On 2010/06/25 11:18, Bert Freudenberg wrote:
>
> On 25.06.2010, at 10:39, Andreas Raab wrote:
>
>> On 6/25/2010 1:23 AM, Geoffroy Couprie wrote:
>>>> Do we have this problem? What patches do you or anyone else have that can or
>>>> should not be integrated in the main source?
>>>
>>> I have my CMake patches (to be able to build the Windows VM with
>>> CMake), and some patches to build the Windows VM with GCC. I sent the
>>> patches here 2 months ago (you never answered on that thread), and
>>> although people seemed interested by that code, it was never added in
>>> the repository. I had to store the CMake patches, and then the other
>>> Windows patches, and working on these different pieces of code without
>>> being able to commit was painful.
>>
>> Sorry about this, I've been quite busy with other things (such as the Cog release). The patches itself sound quite reasonable to me and probably should be integrated, no?
>>
>> BTW, I don't think you've ever asked for commit rights. Regarding cmake, I have no problems giving you access so that you can keep the cmake stuff current.
>>
>>> I also modify the VM for self education/fun purposes, and these
>>> modifications would never be accepted in the main tree (heavily
>>> breaking large parts of the memory allocations, weird plugins, etc).
>>
>> But those patches then are just as unlikely to apply to other large changes in the main VM sources. That's a bit my point here. We've basically got two options:
>>
>> 1) Everyone forks in their own little worlds, creating chaos. We've had that in the past, it did not work AT ALL.
>>
>> 2) We try to be reasonable and integrate things back into the main sources. Give people who do active development commit rights for the relevant portions. Stay reasoable all along.
>>
>> I'm *strongly* in favor of the latter.
>>
>> Cheers,
>>   - Andreas
>
> Maybe you have not developed using a distributed versioning system yet? A DCVS would be for the VM what the trunk process is for the Squeak image. There still would be a "mainline" which is the official source tree. But people could work independently on their changes, and it's really simple to fold changes back, much simpler than in svn.
>
> The reason 1) above did not work is because there was no way to track the changes and fold them back. Maybe read "the forking non-problem" here:
> http://hgbook.red-bean.com/read/how-did-we-get-here.html
>
> A DCVS allows precisely that tracking and fold-back. You could develop in private, but in practice having a shared repository for all private trees works well. E.g., look at the Sugar repository:
>
> http://git.sugarlabs.org/projects/sugar
>
> There is a "mainline" which several people have commit access to, constituting the official sources. But there are also any number of clones for people's experiments. It's really simple to switch your working copy to one of these personal trees, to test something, and switch back.
>
> The thing is that there is zero barrier to entry - anyone can clone the official tree and start hacking. It's like the inbox.
>
> So I'm strongly in favor of switching to a DCVS. I personally only ever used git, but since hg supposedly has better x-platform support that would be fine too (the Windows devs should speak up). Wouldn't be opposed to bzr either.

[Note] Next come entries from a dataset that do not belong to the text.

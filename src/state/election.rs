//! Leader Election
//!
//! Lease-based single-leader election over a shared transactional store.
//! Every tick each process opens a backend transaction, reads the claim
//! and decides whether to claim, renew or steal it. The backend's atomic
//! conditional write is the only arbiter between racing processes.

use std::future::Future;
use std::sync::atomic::{AtomicBool, Ordering};
use std::sync::Arc;

use tokio::sync::{watch, Mutex};
use tokio::task::JoinHandle;

use crate::backend::Backend;
use crate::config::ElectionConfig;
use crate::error::{Error, Result};
use crate::id::ProcessId;
use crate::lease::{self, Decision};
use crate::state::{ChangeHandler, LeaderState, Notifier};

/// Result of one acquisition attempt that reached the backend
#[derive(Debug, Clone, PartialEq, Eq)]
enum Outcome {
    /// Claim written and committed
    Acquired(Decision),
    /// Another process holds a live claim
    Deferred(String),
}

/// Election participant for one process
pub struct Election {
    /// This process's identity
    id: ProcessId,
    /// Election configuration
    config: ElectionConfig,
    /// Shared store; the mutex serialises attempts
    backend: Mutex<Box<dyn Backend>>,
    /// Cached leadership status
    state: LeaderState,
    /// Transition observers
    notifier: Notifier,
    /// Set while the driver loop is active
    running: AtomicBool,
    /// Set while a backend transaction is open; left set if an attempt was cancelled
    tx_open: AtomicBool,
    /// Shutdown signal
    shutdown: watch::Sender<bool>,
}
//! Process Identity
//!
//! Every participant in an election is tagged with a process identity:
//! an opaque token generated once at startup from a random 128-bit UUID.
//! The same token is written into claims this process makes and is used
//! to recognise those claims when they are read back.

use serde::{Deserialize, Serialize};
use uuid::Uuid;

/// Globally unique identity of one participating process
#[derive(Debug, Clone, PartialEq, Eq, Hash, Serialize, Deserialize)]
#[serde(transparent)]
pub struct ProcessId(String);

impl ProcessId {
    /// Generate a fresh identity (random v4 UUID)
    pub fn generate() -> Self {
        Self(Uuid::new_v4().to_string())
    }

    /// Wrap an existing token
    pub fn from_raw(value: impl Into<String>) -> Self {
        Self(value.into())
    }

    /// Get the token as a string slice
    pub fn as_str(&self) -> &str {
        &self.0
    }

    /// Check whether a claim holder refers to this process
    pub fn matches(&self, holder: &str) -> bool {
        self.0 == holder
    }
}

impl Default for ProcessId {
    fn default() -> Self {
        Self::generate()
    }
}

impl std::fmt::Display for ProcessId {
    fn fmt(&self, f: &mut std::fmt::Formatter<'_>) -> std::fmt::Result {
        write!(f, "{}", self.0)
    }
}

impl AsRef<str> for ProcessId {
    fn as_ref(&self) -> &str {
        &self.0
    }
}

impl From<ProcessId> for String {
    fn from(id: ProcessId) -> Self {
        id.0
    }
}

#[cfg(test)]
mod tests {
    use super::*;
    use std::collections::HashSet;

    #[test]
    fn test_generated_ids_are_unique() {
        let ids: HashSet<ProcessId> = (0..1000).map(|_| ProcessId::generate()).collect();
        assert_eq!(ids.len(), 1000);
    }

    #[test]
    fn test_generated_id_is_uuid_text() {
        let id = ProcessId::generate();
        assert_eq!(id.as_str().len(), 36);
        assert!(Uuid::parse_str(id.as_str()).is_ok());
    }

    #[test]
    fn test_matches_holder() {
        let id = ProcessId::from_raw("P1");
        assert!(id.matches("P1"));
        assert!(!id.matches("P2"));
        assert!(!id.matches(""));
    }
}
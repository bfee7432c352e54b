//! No-op Backend
//!
//! Coordinates nothing: every operation succeeds and whoever acquires
//! the claim keeps it forever. Useful for single-process deployments.

use async_trait::async_trait;
use chrono::Utc;

use super::Backend;
use crate::error::Result;
use crate::id::ProcessId;
use crate::lease::Claim;

/// Backend that always grants leadership
#[derive(Debug, Default)]
pub struct NoopBackend {
    holder: Option<String>,
}

impl NoopBackend {
    /// Create a vacant no-op backend
    pub fn new() -> Self {
        Self::default()
    }
}

#[async_trait]
impl Backend for NoopBackend {
    async fn begin(&mut self) -> Result<()> {
        Ok(())
    }

    async fn commit(&mut self) -> Result<()> {
        Ok(())
    }

    async fn rollback(&mut self) -> Result<()> {
        Ok(())
    }

    async fn current(&mut self) -> Result<Claim> {
        let now = Utc::now();
        Ok(Claim::new(self.holder.clone(), now, now))
    }

    async fn try_acquire(&mut self, id: &ProcessId) -> Result<()> {
        self.holder = Some(id.to_string());
        Ok(())
    }

    async fn release(&mut self, id: &ProcessId) -> Result<()> {
        if self.holder.as_deref() == Some(id.as_str()) {
            self.holder = None;
        }
        Ok(())
    }
}
//! WolfElect - Lease-Based Leader Election
//!
//! Picks a single leader among a fleet of independent processes that share
//! a durable coordination point, such as a row in a SQL database.
//!
//! # Architecture
//!
//! Each process runs one election driver. On every heartbeat the driver
//! opens a transaction on the shared store, reads the current claim and
//! claims it if it is vacant, renews it if it is ours, or steals it if its
//! holder has not renewed within the lease timeout. The store's
//! transactional isolation is the only arbiter between racing processes:
//! this is lease-based mutual exclusion, not a consensus protocol.
//!
//! # Features
//!
//! - Pluggable backends: no-op, in-memory, SQLite and MySQL/MariaDB
//! - Backend-supplied clock for staleness checks (no local clock skew)
//! - Non-blocking leadership checks from any number of tasks
//! - Ordered change notification and `watch`-based status observers
//! - Graceful stop with optional claim release

pub mod backend;
pub mod config;
pub mod error;
pub mod id;
pub mod lease;
pub mod state;

pub use config::WolfElectConfig;
pub use error::{Error, Result};

/// Re-export commonly used types
pub mod prelude {
    pub use crate::backend::{Backend, MemoryStore, NoopBackend, SqliteBackend};
    pub use crate::config::{BackendConfig, ElectionConfig, WolfElectConfig};
    pub use crate::error::{Error, Result};
    pub use crate::id::ProcessId;
    pub use crate::lease::{Claim, Decision};
    pub use crate::state::Election;
}
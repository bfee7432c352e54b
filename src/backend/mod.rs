//! Backend Module
//!
//! The election core talks to the shared store only through the
//! [`Backend`] trait. A backend wraps one transactional scope at a time;
//! the atomicity of its conditional write is the only thing preventing
//! two processes from committing a claim for the same instant.

mod memory;
mod mysql;
mod noop;
mod sqlite;

pub use memory::{MemoryBackend, MemoryStore};
pub use mysql::MySqlBackend;
pub use noop::NoopBackend;
pub use sqlite::SqliteBackend;

use std::time::Duration;

use async_trait::async_trait;

use crate::config::BackendConfig;
use crate::error::Result;
use crate::id::ProcessId;
use crate::lease::Claim;

/// Transactional access to the shared leadership claim
#[async_trait]
pub trait Backend: Send {
    /// Open a transactional scope against the shared store
    async fn begin(&mut self) -> Result<()>;

    /// Durably apply writes made in the open scope. A no-op if nothing was written.
    async fn commit(&mut self) -> Result<()>;

    /// Discard uncommitted writes. Safe to call after `commit` (no-op then).
    async fn rollback(&mut self) -> Result<()>;

    /// Read the present claim together with the backend's current time
    async fn current(&mut self) -> Result<Claim>;

    /// Write a claim naming `id` with a fresh heartbeat, as of the open scope.
    /// Fails if the write conflicts with a concurrent writer.
    async fn try_acquire(&mut self, id: &ProcessId) -> Result<()>;

    /// Delete the claim if, and only if, it is held by `id`
    async fn release(&mut self, _id: &ProcessId) -> Result<()> {
        Ok(())
    }
}

#[async_trait]
impl<B: Backend + ?Sized> Backend for Box<B> {
    async fn begin(&mut self) -> Result<()> {
        (**self).begin().await
    }

    async fn commit(&mut self) -> Result<()> {
        (**self).commit().await
    }

    async fn rollback(&mut self) -> Result<()> {
        (**self).rollback().await
    }

    async fn current(&mut self) -> Result<Claim> {
        (**self).current().await
    }

    async fn try_acquire(&mut self, id: &ProcessId) -> Result<()> {
        (**self).try_acquire(id).await
    }

    async fn release(&mut self, id: &ProcessId) -> Result<()> {
        (**self).release(id).await
    }
}

/// Open the backend described by the configuration
pub async fn open(config: &BackendConfig, election: &str) -> Result<Box<dyn Backend>> {
    config.validate()?;

    match config {
        BackendConfig::Noop => Ok(Box::new(NoopBackend::new())),
        BackendConfig::Sqlite { path, table, busy_timeout_ms } => {
            if let Some(parent) = path.parent() {
                if !parent.as_os_str().is_empty() {
                    std::fs::create_dir_all(parent)?;
                }
            }
            let backend = SqliteBackend::open(
                path,
                table,
                election,
                Duration::from_millis(*busy_timeout_ms),
            )?;
            Ok(Box::new(backend))
        }
        BackendConfig::Mysql { .. } => {
            let backend = MySqlBackend::connect(config, election).await?;
            Ok(Box::new(backend))
        }
    }
}

/// Unix milliseconds to a UTC timestamp
pub(crate) fn from_millis(ms: i64) -> Result<chrono::DateTime<chrono::Utc>> {
    chrono::DateTime::from_timestamp_millis(ms)
        .ok_or_else(|| crate::Error::Backend(format!("Timestamp out of range: {}", ms)))
}
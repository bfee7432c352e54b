//! State Management Module
//!
//! Process-local leadership state, transition notification and the
//! election driver that keeps both up to date.

mod leadership;
mod notifier;
pub mod election;

pub use leadership::LeaderState;
pub use notifier::{ChangeHandler, Notifier};
pub use election::Election;
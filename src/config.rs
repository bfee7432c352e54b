//! WolfElect Configuration
//!
//! This module provides configuration structures for the election
//! driver and the storage backend it coordinates through.

use serde::{Deserialize, Serialize};
use std::path::PathBuf;
use std::time::Duration;

/// Main WolfElect configuration
#[derive(Debug, Clone, Default, Serialize, Deserialize)]
pub struct WolfElectConfig {
    /// Election timing configuration
    #[serde(default)]
    pub election: ElectionConfig,

    /// Shared store configuration
    #[serde(default)]
    pub backend: BackendConfig,

    /// Logging configuration
    #[serde(default)]
    pub logging: LoggingConfig,
}

/// Election timing configuration
#[derive(Debug, Clone, Serialize, Deserialize)]
pub struct ElectionConfig {
    /// Election name (row key of the claim; distinct names are independent elections)
    #[serde(default = "default_election_name")]
    pub name: String,

    /// How often the driver attempts acquisition or renewal, in milliseconds
    #[serde(default = "default_heartbeat_interval_ms")]
    pub heartbeat_interval_ms: u64,

    /// Time since the last heartbeat after which a claim is stale, in milliseconds
    #[serde(default = "default_timeout_ms")]
    pub timeout_ms: u64,

    /// Release the claim when the driver is stopped
    #[serde(default)]
    pub release_on_stop: bool,
}

/// Shared store configuration
#[derive(Debug, Clone, Serialize, Deserialize)]
#[serde(tag = "kind", rename_all = "lowercase")]
pub enum BackendConfig {
    /// Always-leader backend for single-process deployments
    Noop,

    /// SQLite database file shared by all participants on one host
    Sqlite {
        /// Database file path
        #[serde(default = "default_sqlite_path")]
        path: PathBuf,

        /// Claim table name
        #[serde(default = "default_table")]
        table: String,

        /// How long to wait for the write lock, in milliseconds
        #[serde(default = "default_busy_timeout_ms")]
        busy_timeout_ms: u64,
    },

    /// MySQL / MariaDB server
    Mysql {
        /// Server host
        host: String,

        /// Server port
        #[serde(default = "default_db_port")]
        port: u16,

        /// Database user
        user: String,

        /// Database password
        #[serde(default)]
        password: String,

        /// Database name
        database: String,

        /// Connection pool size
        #[serde(default = "default_pool_size")]
        pool_size: u32,

        /// Connection timeout in seconds
        #[serde(default = "default_connect_timeout")]
        connect_timeout_secs: u64,

        /// Claim table name
        #[serde(default = "default_table")]
        table: String,
    },
}

/// Logging configuration
#[derive(Debug, Clone, Serialize, Deserialize)]
pub struct LoggingConfig {
    /// Log level (trace, debug, info, warn, error)
    #[serde(default = "default_log_level")]
    pub level: String,
}

// Default value functions
fn default_election_name() -> String {
    "default".to_string()
}

fn default_heartbeat_interval_ms() -> u64 {
    15_000
}

fn default_timeout_ms() -> u64 {
    25_000
}

fn default_sqlite_path() -> PathBuf {
    PathBuf::from("/var/lib/wolfelect/election.db")
}

fn default_table() -> String {
    "leader_election".to_string()
}

fn default_busy_timeout_ms() -> u64 {
    5_000
}

fn default_db_port() -> u16 {
    3306
}

fn default_pool_size() -> u32 {
    2
}

fn default_connect_timeout() -> u64 {
    30
}

fn default_log_level() -> String {
    "info".to_string()
}

impl Default for ElectionConfig {
    fn default() -> Self {
        Self {
            name: default_election_name(),
            heartbeat_interval_ms: default_heartbeat_interval_ms(),
            timeout_ms: default_timeout_ms(),
            release_on_stop: false,
        }
    }
}

impl Default for BackendConfig {
    fn default() -> Self {
        BackendConfig::Noop
    }
}

impl Default for LoggingConfig {
    fn default() -> Self {
        Self {
            level: default_log_level(),
        }
    }
}

impl ElectionConfig {
    /// Get heartbeat interval as Duration
    pub fn heartbeat_interval(&self) -> Duration {
        Duration::from_millis(self.heartbeat_interval_ms)
    }

    /// Get lease timeout as Duration
    pub fn timeout(&self) -> Duration {
        Duration::from_millis(self.timeout_ms)
    }

    /// Validate the election settings
    pub fn validate(&self) -> crate::Result<()> {
        if self.name.is_empty() {
            return Err(crate::Error::Config("election.name cannot be empty".into()));
        }

        if self.heartbeat_interval_ms == 0 {
            return Err(crate::Error::Config(
                "election.heartbeat_interval_ms must be greater than 0".into(),
            ));
        }

        if self.timeout_ms == 0 {
            return Err(crate::Error::Config("election.timeout_ms must be greater than 0".into()));
        }

        if self.has_timing_hazard() {
            tracing::warn!(
                "election.heartbeat_interval_ms ({}) >= election.timeout_ms ({}): \
                 a healthy leader may look stale to other processes between renewals",
                self.heartbeat_interval_ms,
                self.timeout_ms
            );
        }

        Ok(())
    }

    /// Check if the leader can appear stale between two of its own renewals
    pub fn has_timing_hazard(&self) -> bool {
        self.heartbeat_interval_ms >= self.timeout_ms
    }
}

impl BackendConfig {
    /// Short backend kind name
    pub fn kind(&self) -> &'static str {
        match self {
            BackendConfig::Noop => "noop",
            BackendConfig::Sqlite { .. } => "sqlite",
            BackendConfig::Mysql { .. } => "mysql",
        }
    }

    /// Validate the backend settings
    pub fn validate(&self) -> crate::Result<()> {
        match self {
            BackendConfig::Noop => Ok(()),
            BackendConfig::Sqlite { path, table, .. } => {
                if path.as_os_str().is_empty() {
                    return Err(crate::Error::Config("backend.path cannot be empty".into()));
                }
                validate_table(table)
            }
            BackendConfig::Mysql { host, user, database, table, .. } => {
                if host.is_empty() {
                    return Err(crate::Error::Config("backend.host cannot be empty".into()));
                }
                if user.is_empty() {
                    return Err(crate::Error::Config("backend.user cannot be empty".into()));
                }
                if database.is_empty() {
                    return Err(crate::Error::Config("backend.database cannot be empty".into()));
                }
                validate_table(table)
            }
        }
    }
}

/// Table names are interpolated into SQL, so only plain identifiers are accepted
pub fn validate_table(table: &str) -> crate::Result<()> {
    let mut chars = table.chars();
    let valid = match chars.next() {
        Some(c) if c.is_ascii_alphabetic() || c == '_' => {
            chars.all(|c| c.is_ascii_alphanumeric() || c == '_')
        }
        _ => false,
    };

    if valid {
        Ok(())
    } else {
        Err(crate::Error::Config(format!(
            "backend.table '{}' is not a valid identifier",
            table
        )))
    }
}

impl WolfElectConfig {
    /// Load configuration from a TOML file
    pub fn from_file(path: &std::path::Path) -> crate::Result<Self> {
        let content = std::fs::read_to_string(path)?;
        Self::from_str(&content)
    }

    /// Load configuration from a TOML string
    #[allow(clippy::should_implement_trait)]
    pub fn from_str(content: &str) -> crate::Result<Self> {
        let config: WolfElectConfig = toml::from_str(content)?;
        config.validate()?;
        Ok(config)
    }

    /// Render the configuration as TOML
    pub fn to_toml(&self) -> crate::Result<String> {
        Ok(toml::to_string_pretty(self)?)
    }

    /// Validate the configuration
    pub fn validate(&self) -> crate::Result<()> {
        self.election.validate()?;
        self.backend.validate()?;

        if self.has_blocking_hazard() {
            tracing::warn!(
                "backend.busy_timeout_ms is not shorter than election.heartbeat_interval_ms ({}): \
                 a contended attempt can block a runtime worker past the next heartbeat",
                self.election.heartbeat_interval_ms
            );
        }

        Ok(())
    }

    /// Check if a blocked SQLite `begin` can outlast a heartbeat interval
    pub fn has_blocking_hazard(&self) -> bool {
        match &self.backend {
            BackendConfig::Sqlite { busy_timeout_ms, .. } => {
                *busy_timeout_ms >= self.election.heartbeat_interval_ms
            }
            _ => false,
        }
    }
}
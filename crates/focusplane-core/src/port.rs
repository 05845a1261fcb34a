//! The host scene graph as seen by the focus plane tool.
//!
//! Everything the tool does to a scene goes through [`SceneGraph`]. A real
//! host binding implements it over the host's own API; `focusplane-scene`
//! implements it in memory.

use std::fmt;
use std::rc::Rc;

use serde::{Deserialize, Serialize};

use crate::attr::{flag, Attr, NodeId, NodeKind, Plug};
use crate::error::Result;
use crate::expression::{Expression, ExpressionId};

/// The three nodes a focus plane ties together.
///
/// Handed to every change reaction so that reactions never capture handles
/// implicitly.
#[derive(Debug, Clone, Copy, PartialEq, Eq, Hash, Serialize, Deserialize)]
pub struct FocusPair {
    /// Camera shape carrying lens and focus attributes.
    pub camera: NodeId,
    /// Transform above the camera shape.
    pub camera_transform: NodeId,
    /// Proxy transform.
    pub proxy: NodeId,
}

impl FocusPair {
    /// The camera's focus distance plug.
    pub fn focus_distance(&self) -> Plug {
        Plug::new(self.camera, Attr::FocusDistance)
    }

    /// The proxy's offset along the view axis.
    pub fn offset(&self) -> Plug {
        Plug::new(self.proxy, Attr::TranslateZ)
    }
}

/// A reaction to an attribute change.
pub trait AttrChangeHandler {
    /// Short name used in logs.
    fn name(&self) -> &str;

    /// Runs after the watched plug was written.
    fn on_change(&self, scene: &mut dyn SceneGraph, pair: &FocusPair) -> Result<()>;
}

/// Handle returned by [`SceneGraph::subscribe`]; pass it back to unsubscribe.
#[derive(Debug, Clone, Copy, PartialEq, Eq, Hash, Serialize, Deserialize)]
pub struct Subscription(pub u64);

impl fmt::Display for Subscription {
    fn fmt(&self, f: &mut fmt::Formatter<'_>) -> fmt::Result {
        write!(f, "job {}", self.0)
    }
}

/// Parameters for a new polygon plane.
#[derive(Debug, Clone, PartialEq, Serialize, Deserialize)]
pub struct PlaneSpec {
    /// Requested transform name. The host may uniquify it.
    pub name: String,
    /// Extent along X.
    pub width: f64,
    /// Extent along Y.
    pub height: f64,
    /// Faces along X.
    pub subdivisions_x: u32,
    /// Faces along Y.
    pub subdivisions_y: u32,
}

/// A checkbox in a host panel.
#[derive(Debug, Clone, PartialEq, Eq, Serialize, Deserialize)]
pub struct CheckBoxLayout {
    /// Label next to the box.
    pub label: String,
    /// Whether the box is ticked.
    pub value: bool,
}

/// A small modeless host window.
#[derive(Debug, Clone, PartialEq, Eq, Serialize, Deserialize)]
pub struct PanelLayout {
    /// Window title.
    pub title: String,
    /// Window width in pixels.
    pub width: u32,
    /// Checkboxes, top to bottom.
    pub checkboxes: Vec<CheckBoxLayout>,
}

/// Capability surface of the host application.
///
/// Calls are synchronous. Attribute writes made through [`SceneGraph::set_attr`]
/// are user-level writes: they respect locks and notify subscribers.
pub trait SceneGraph {
    /// Current selection, in selection order.
    fn selection(&self) -> Vec<NodeId>;

    /// Replaces the selection.
    fn set_selection(&mut self, nodes: &[NodeId]) -> Result<()>;

    /// Kind of a node.
    fn kind(&self, node: NodeId) -> Result<NodeKind>;

    /// Short name of a node.
    fn name(&self, node: NodeId) -> Result<String>;

    /// Parent of a node, `None` at the root.
    fn parent(&self, node: NodeId) -> Result<Option<NodeId>>;

    /// Direct children in creation order.
    fn children(&self, node: NodeId) -> Result<Vec<NodeId>>;

    /// All descendants, depth first.
    fn descendants(&self, node: NodeId) -> Result<Vec<NodeId>> {
        let mut out = Vec::new();
        let mut stack = self.children(node)?;
        stack.reverse();
        while let Some(next) = stack.pop() {
            out.push(next);
            let mut grandchildren = self.children(next)?;
            grandchildren.reverse();
            stack.extend(grandchildren);
        }
        Ok(out)
    }

    /// Reads an attribute.
    fn get_attr(&self, plug: Plug) -> Result<f64>;

    /// Writes an attribute and notifies subscribers of `plug`.
    fn set_attr(&mut self, plug: Plug, value: f64) -> Result<()>;

    /// Locks or unlocks an attribute against user writes.
    fn lock_attr(&mut self, plug: Plug, locked: bool) -> Result<()>;

    /// Whether an attribute is locked.
    fn is_locked(&self, plug: Plug) -> Result<bool>;

    /// Creates a plane mesh facing +Z under a new transform, selects it and
    /// returns the transform.
    fn create_plane(&mut self, spec: &PlaneSpec) -> Result<NodeId>;

    /// Bakes translate, rotate and scale into the shapes below `node` and
    /// resets those channels to identity.
    fn freeze_transform(&mut self, node: NodeId) -> Result<()>;

    /// Moves `child` under `parent`, keeping its local channel values.
    fn parent_relative(&mut self, child: NodeId, parent: NodeId) -> Result<()>;

    /// Installs a standing expression and evaluates it once.
    fn create_expression(&mut self, expression: Expression) -> Result<ExpressionId>;

    /// Registers `handler` to run whenever `plug` is written.
    fn subscribe(
        &mut self,
        plug: Plug,
        pair: FocusPair,
        handler: Rc<dyn AttrChangeHandler>,
    ) -> Result<Subscription>;

    /// Removes a subscription.
    fn unsubscribe(&mut self, subscription: Subscription) -> Result<()>;

    /// Opens a panel.
    fn present_panel(&mut self, panel: &PanelLayout) -> Result<()>;

    /// Shows a user-facing error.
    fn report_error(&mut self, message: &str);

    /// Shows or hides a node.
    fn set_visibility(&mut self, node: NodeId, visible: bool) -> Result<()> {
        self.set_attr(Plug::new(node, Attr::Visibility), flag(visible))
    }

    /// Turns template display on or off.
    fn set_template(&mut self, node: NodeId, template: bool) -> Result<()> {
        self.set_attr(Plug::new(node, Attr::Template), flag(template))
    }
}
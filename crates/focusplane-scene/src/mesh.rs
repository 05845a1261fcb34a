//! Quad-grid plane geometry held by mesh shapes.

use glam::{DMat4, DVec3};

/// A planar grid of quads.
#[derive(Debug, Clone, PartialEq)]
pub struct PlaneMesh {
    vertices: Vec<DVec3>,
    faces: Vec<[u32; 4]>,
}

/// Largest subdivision count per axis.
pub const MAX_SUBDIVISIONS: u32 = 1024;

impl PlaneMesh {
    /// Builds a `width x height` grid centered on the origin in the XY plane,
    /// facing +Z, with `subdivisions_x * subdivisions_y` quads.
    ///
    /// Subdivisions are clamped to `1..=MAX_SUBDIVISIONS`.
    pub fn grid(width: f64, height: f64, subdivisions_x: u32, subdivisions_y: u32) -> Self {
        let sx = subdivisions_x.clamp(1, MAX_SUBDIVISIONS);
        let sy = subdivisions_y.clamp(1, MAX_SUBDIVISIONS);
        let row = sx + 1;
        let (nx, ny) = (sx as usize, sy as usize);

        let mut vertices = Vec::with_capacity((nx + 1) * (ny + 1));
        for j in 0..=sy {
            let v = f64::from(j) / f64::from(sy) - 0.5;
            for i in 0..=sx {
                let u = f64::from(i) / f64::from(sx) - 0.5;
                vertices.push(DVec3::new(u * width, v * height, 0.0));
            }
        }

        // Counter-clockwise seen from +Z
        let mut faces = Vec::with_capacity(nx * ny);
        for j in 0..sy {
            for i in 0..sx {
                let a = j * row + i;
                faces.push([a, a + 1, a + row + 1, a + row]);
            }
        }

        Self { vertices, faces }
    }

    /// Vertex positions in shape space.
    pub fn vertices(&self) -> &[DVec3] {
        &self.vertices
    }

    /// Quads as vertex indices.
    pub fn faces(&self) -> &[[u32; 4]] {
        &self.faces
    }

    pub fn num_vertices(&self) -> usize {
        self.vertices.len()
    }

    pub fn num_faces(&self) -> usize {
        self.faces.len()
    }

    /// Unit normal of a face, from its first three corners.
    pub fn face_normal(&self, face: usize) -> Option<DVec3> {
        let [a, b, c, _] = *self.faces.get(face)?;
        let p = |i: u32| self.vertices[i as usize];
        Some((p(b) - p(a)).cross(p(c) - p(a)).normalize())
    }

    /// Axis-aligned bounds, `None` for an empty mesh.
    pub fn bounding_box(&self) -> Option<(DVec3, DVec3)> {
        let first = *self.vertices.first()?;
        Some(
            self.vertices
                .iter()
                .fold((first, first), |(lo, hi), v| (lo.min(*v), hi.max(*v))),
        )
    }

    /// Moves every vertex through `matrix`.
    pub fn apply_matrix(&mut self, matrix: &DMat4) {
        for v in &mut self.vertices {
            *v = matrix.transform_point3(*v);
        }
    }
}

#[cfg(test)]
mod tests {
    use super::*;

    #[test]
    fn test_grid_counts() {
        let mesh = PlaneMesh::grid(1.0, 1.0, 3, 3);
        assert_eq!(mesh.num_vertices(), 16);
        assert_eq!(mesh.num_faces(), 9);
    }

    #[test]
    fn test_grid_clamps_subdivisions() {
        let mesh = PlaneMesh::grid(1.0, 1.0, u32::MAX, 0);
        assert_eq!(mesh.num_faces(), MAX_SUBDIVISIONS as usize);
        assert_eq!(mesh.num_vertices(), (MAX_SUBDIVISIONS as usize + 1) * 2);
        let (lo, hi) = mesh.bounding_box().unwrap();
        assert!((hi.x - lo.x - 1.0).abs() < 1e-12);
    }

    #[test]
    fn test_grid_bounds() {
        let mesh = PlaneMesh::grid(2.0, 1.0, 3, 3);
        let (lo, hi) = mesh.bounding_box().unwrap();
        assert!((lo - DVec3::new(-1.0, -0.5, 0.0)).length() < 1e-12);
        assert!((hi - DVec3::new(1.0, 0.5, 0.0)).length() < 1e-12);
    }

    #[test]
    fn test_grid_faces_point_along_z() {
        let mesh = PlaneMesh::grid(1.0, 1.0, 3, 3);
        for face in 0..mesh.num_faces() {
            let n = mesh.face_normal(face).unwrap();
            assert!((n - DVec3::Z).length() < 1e-12);
        }
        assert!(mesh.face_normal(9).is_none());
    }

    #[test]
    fn test_zero_subdivisions_is_single_quad() {
        let mesh = PlaneMesh::grid(1.0, 1.0, 0, 0);
        assert_eq!(mesh.num_vertices(), 4);
        assert_eq!(mesh.faces(), &[[0, 1, 3, 2]]);
    }

    #[test]
    fn test_apply_matrix() {
        let mut mesh = PlaneMesh::grid(1.0, 1.0, 1, 1);
        mesh.apply_matrix(&DMat4::from_translation(DVec3::new(0.0, 0.0, -4.0)));
        assert!(mesh.vertices().iter().all(|v| (v.z + 4.0).abs() < 1e-12));
    }
}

I use both hg and git, in the guise of TortoiseHg and TortoiseGit. Both 
please me.

I'm mildly more in favour of git. (1) TortoiseHg's UI doesn't look much 
like a native Windows app and fails to give you feedback that it's 
actually done something. (2) It's nice and easy to set up a shared 
account for serving up multiple repositories on your own machine for git 
- you just need SSH. With hg you have to install a web server and play 
around with hgwebdir.cgi. (In my probably limited experience: feel free 
to correct me!)

My main issue with both git and hg is a non-issue here: it's annoying to 
_share_ repositories on a Windows machine (but hg does have a built-in 
web server for ad-hoc sharing of single repositories).

I tried bzr (TortoiseBzr) year before last, or maybe early last year. 
Hopefully it has vastly improved in stability - loads of functionality 
was either stubbed out in the UI, or blew up.